*DATA SECTION*:

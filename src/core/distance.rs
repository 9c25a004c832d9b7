use serde::{Deserialize, Serialize};

/// Statute miles per degree of arc (60 nautical miles * 1.1515)
const MILES_PER_DEGREE: f64 = 60.0 * 1.1515;

const KM_PER_MILE: f64 = 1.609344;

const NAUTICAL_MILES_PER_MILE: f64 = 0.8684;

/// A latitude/longitude pair in degrees (WGS84)
#[derive(Debug, Clone, Copy, PartialEq, Serialize, Deserialize)]
pub struct GeoPoint {
    pub latitude: f64,
    pub longitude: f64,
}

impl GeoPoint {
    pub const fn new(latitude: f64, longitude: f64) -> Self {
        Self {
            latitude,
            longitude,
        }
    }
}

impl From<GeoPoint> for geo::Point<f64> {
    fn from(p: GeoPoint) -> Self {
        geo::Point::new(p.longitude, p.latitude)
    }
}

impl From<geo::Point<f64>> for GeoPoint {
    fn from(p: geo::Point<f64>) -> Self {
        GeoPoint::new(p.y(), p.x())
    }
}

/// Unit a distance is reported in
#[derive(Debug, Clone, Copy, PartialEq, Eq, Default)]
pub enum DistanceUnit {
    #[default]
    Kilometers,
    Miles,
    NauticalMiles,
}

/// Great-circle distance between two points using the spherical law of
/// cosines.
///
/// Coordinate-identical points short-circuit to exactly zero. The cosine is
/// clamped to [-1, 1] so rounding never pushes `acos` out of its domain.
/// Angles are not range-checked.
#[inline]
pub fn distance(a: GeoPoint, b: GeoPoint, unit: DistanceUnit) -> f64 {
    if a.latitude == b.latitude && a.longitude == b.longitude {
        return 0.0;
    }

    let theta = (a.longitude - b.longitude).to_radians();
    let lat_a = a.latitude.to_radians();
    let lat_b = b.latitude.to_radians();

    let cos_angle = lat_a.sin() * lat_b.sin() + lat_a.cos() * lat_b.cos() * theta.cos();
    let angle_deg = cos_angle.clamp(-1.0, 1.0).acos().to_degrees();

    let miles = angle_deg * MILES_PER_DEGREE;
    match unit {
        DistanceUnit::Kilometers => miles * KM_PER_MILE,
        DistanceUnit::Miles => miles,
        DistanceUnit::NauticalMiles => miles * NAUTICAL_MILES_PER_MILE,
    }
}

/// Distance in kilometers
#[inline]
pub fn distance_km(a: GeoPoint, b: GeoPoint) -> f64 {
    distance(a, b, DistanceUnit::Kilometers)
}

*TO DO*: Reproduce the listing word for word from its first line up to and including the line with "pub fn distance(a: GeoPoint, b: GeoPoint, unit: DistanceUnit)". Give no other lines.

*RESULT OF THIS EXERCISE*:
filename src/core/distance.rs
repository 9c25a004c832d9b7
use serde::{Deserialize, Serialize};

/// Statute miles per degree of arc (60 nautical miles * 1.1515)
const MILES_PER_DEGREE: f64 = 60.0 * 1.1515;

const KM_PER_MILE: f64 = 1.609344;

const NAUTICAL_MILES_PER_MILE: f64 = 0.8684;

/// A latitude/longitude pair in degrees (WGS84)
#[derive(Debug, Clone, Copy, PartialEq, Serialize, Deserialize)]
pub struct GeoPoint {
    pub latitude: f64,
    pub longitude: f64,
}

impl GeoPoint {
    pub const fn new(latitude: f64, longitude: f64) -> Self {
        Self {
            latitude,
            longitude,
        }
    }
}

impl From<GeoPoint> for geo::Point<f64> {
    fn from(p: GeoPoint) -> Self {
        geo::Point::new(p.longitude, p.latitude)
    }
}

impl From<geo::Point<f64>> for GeoPoint {
    fn from(p: geo::Point<f64>) -> Self {
        GeoPoint::new(p.y(), p.x())
    }
}

/// Unit a distance is reported in
#[derive(Debug, Clone, Copy, PartialEq, Eq, Default)]
pub enum DistanceUnit {
    #[default]
    Kilometers,
    Miles,
    NauticalMiles,
}

/// Great-circle distance between two points using the spherical law of
/// cosines.
///
/// Coordinate-identical points short-circuit to exactly zero. The cosine is
/// clamped to [-1, 1] so rounding never pushes `acos` out of its domain.
/// Angles are not range-checked.
#[inline]
pub fn distance(a: GeoPoint, b: GeoPoint, unit: DistanceUnit) -> f64 {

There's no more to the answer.